By Diana Chambers, Family Wealth Mentor and author of ‘Money Wisdom Unlocked

We cannot fully appreciate any aspect of our lives, including our relationship with money, without appreciating the context into which we were born and in which we live. All of us carry ancestral, collective, and individual trauma, though we may not immediately identify with it. It shapes our belief systems, which then form our experiences.

We also each have a unique relationship with money, just as we have relationships with people. We express our desires, needs and beliefs within those relationships in patterns that are positive, negative or neutral. Any detrimental beliefs and emotions in relation to money may be the result of unresolved individual and family trauma which, when healed, can help us to develop new money patterns and lead to greater freedom in other areas of our lives.

Trauma shapes our financial behaviour

In my early forties, I was partially disinherited when I was bought out of two family-owned businesses, negotiating with my father over one and with my older sister over the other. I vowed never again to be financially dependent on my family. It was another 20 years before I learned that my father had excluded me from his will when his estate passed to my two sisters.

It was only recently that I got to the bottom of a powerful core money belief that served me as a child but has tripped me up in adult years. I profoundly believed that receiving resources would curtail my freedom to be fully myself. In my family, I was expected to conform to be resourced by my family; I could belong to the family, or I could become my unique self, but I could not have both. That caused me to believe that I would lose myself if I received generously from another person, whether material generosity – such as dinner invitations, gifts, or holidays – or emotional expressions of care and love.

The unfolding field of trauma research is investigating three principal categories of trauma that can be interconnected. The first is collective trauma, which affects an entire group or society and becomes embedded in the collective memory of that group. The second is epigenetic trauma passed down to us through ancestors whose life situations left chemical marks on their genes. The third is trauma from our individual lives, resulting from experiences such as accidents, ill health, or inadequate nurture.

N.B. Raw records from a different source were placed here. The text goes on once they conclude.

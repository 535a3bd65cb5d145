//! Property-based test generators using proptest.
//!
//! Edits are generated against a small pool of record IDs so that random
//! sequences hit the same records often enough to coalesce and conflict.

use crate::fixtures::{folder, TestDevice};
use proptest::prelude::*;
use std::collections::BTreeSet;
use zonesync_protocol::{ConflictPolicy, ConflictRecord, FieldValue, Snapshot};

/// Number of distinct folder IDs the generators draw from.
pub const ID_POOL: usize = 6;

/// One application edit on a folder.
#[derive(Debug, Clone, PartialEq, Eq)]
pub enum FolderEdit {
    /// Create folder `id` with a name.
    Insert {
        /// Index into the ID pool.
        id: usize,
        /// Folder name.
        name: String,
    },
    /// Change one field of folder `id`.
    Update {
        /// Index into the ID pool.
        id: usize,
        /// Either `name` or `status`.
        field: &'static str,
        /// New value.
        value: String,
    },
    /// Delete folder `id`.
    Delete {
        /// Index into the ID pool.
        id: usize,
    },
}

/// Folder ID for a pool index.
pub fn folder_id(index: usize) -> String {
    format!("folder-{index}")
}

/// Strategy for short field values.
pub fn value_strategy() -> impl Strategy<Value = String> {
    prop::string::string_regex("[a-z]{1,8}").expect("Invalid regex")
}

/// Strategy for one folder edit.
pub fn folder_edit_strategy() -> impl Strategy<Value = FolderEdit> {
    prop_oneof![
        (0..ID_POOL, value_strategy()).prop_map(|(id, name)| FolderEdit::Insert { id, name }),
        (0..ID_POOL, prop_oneof![Just("name"), Just("status")], value_strategy())
            .prop_map(|(id, field, value)| FolderEdit::Update { id, field, value }),
        (0..ID_POOL).prop_map(|id| FolderEdit::Delete { id }),
    ]
}

/// Strategy for rounds of edits, each round followed by a pass.
pub fn edit_rounds_strategy(
    rounds: usize,
    per_round: usize,
) -> impl Strategy<Value = Vec<Vec<FolderEdit>>> {
    prop::collection::vec(
        prop::collection::vec(folder_edit_strategy(), 0..=per_round),
        1..=rounds,
    )
}

/// Strategy for a conflict policy.
pub fn policy_strategy() -> impl Strategy<Value = ConflictPolicy> {
    prop_oneof![
        Just(ConflictPolicy::ServerWins),
        Just(ConflictPolicy::ClientWins),
        Just(ConflictPolicy::CallerDecides),
    ]
}

/// Strategy for a folder snapshot with a change tag.
pub fn snapshot_strategy() -> impl Strategy<Value = Snapshot> {
    (
        0..ID_POOL,
        value_strategy(),
        value_strategy(),
        0u64..1_000_000,
        1u32..100,
    )
        .prop_map(|(id, name, status, at, version)| {
            Snapshot::new(folder_id(id), "Folder")
                .with_field("name", name)
                .with_field("status", status)
                .with_modified_at(at)
                .with_change_tag(format!("v{version}"))
        })
}

/// Strategy for a conflict on one record, with or without a server copy.
pub fn conflict_strategy() -> impl Strategy<Value = ConflictRecord> {
    (
        snapshot_strategy(),
        prop::option::of(snapshot_strategy()),
    )
        .prop_map(|(client, server)| {
            let server = server.map(|mut s| {
                s.record_id = client.record_id.clone();
                s
            });
            ConflictRecord::new(client, server)
        })
}

/// Applies edits to a device, skipping those that make no sense.
///
/// Inserts only create IDs that never existed on this device, and updates
/// and deletes only touch records that currently exist. `retired` collects
/// deleted IDs across calls.
pub fn apply_edits(device: &TestDevice, edits: &[FolderEdit], retired: &mut BTreeSet<usize>) {
    for edit in edits {
        match edit {
            FolderEdit::Insert { id, name } => {
                let key = folder_id(*id);
                if retired.contains(id) || device.record(&key).is_some() {
                    continue;
                }
                device
                    .insert(folder(&key, name))
                    .expect("insert of a fresh folder");
            }
            FolderEdit::Update { id, field, value } => {
                let key = folder_id(*id);
                if device.record(&key).is_none() {
                    continue;
                }
                let patch = Snapshot::new(key, "Folder")
                    .with_field(*field, FieldValue::from(value.as_str()));
                device.update(patch).expect("update of an existing folder");
            }
            FolderEdit::Delete { id } => {
                let key = folder_id(*id);
                if device.record(&key).is_none() {
                    continue;
                }
                device.remove(&key).expect("delete of an existing folder");
                retired.insert(*id);
            }
        }
    }
}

I traced the roots of my beliefs to my early experiences and the ways they shaped me. My parents were unable to nurture secure attachment and they set their three daughters in competition with each other. I learned not to rely on others but to provide for myself. This was reinforced at pivotal times in my life, such as being treated as an outside minority shareholder in the family business rather than as a valued family member.

Look in the Money Mirror

How we behave with money reflects our inner world. I call it the Money Mirror: looking in it helps you identify what is motivating you, ranging from what you truly love to what you most fear. How you handle money reflects whether you are connected or disconnected from yourself and from the people with whom you are in relationship.

Not only do we equate money with our survival, but we also charge it with our hopes, desires, and intentions. We have given money meaning that it cannot realize and created a delusional bubble around it, wanting it to achieve the impossible for us. Yet if we are aware, discerning, and intentional we can use money to enhance our happiness.

Your financial behaviour explained

I have mentored clients for almost 20 years – teaching them to manage their wealth in emotionally intelligent ways – and have observed that unhelpful financial behaviour can be traced back to three main categories of trauma.


At some point, often early in life, we might have lacked love, attention, food, or shelter, even temporarily. This can express itself through greed, hoarding, fear of loss, or entitlement and dependency.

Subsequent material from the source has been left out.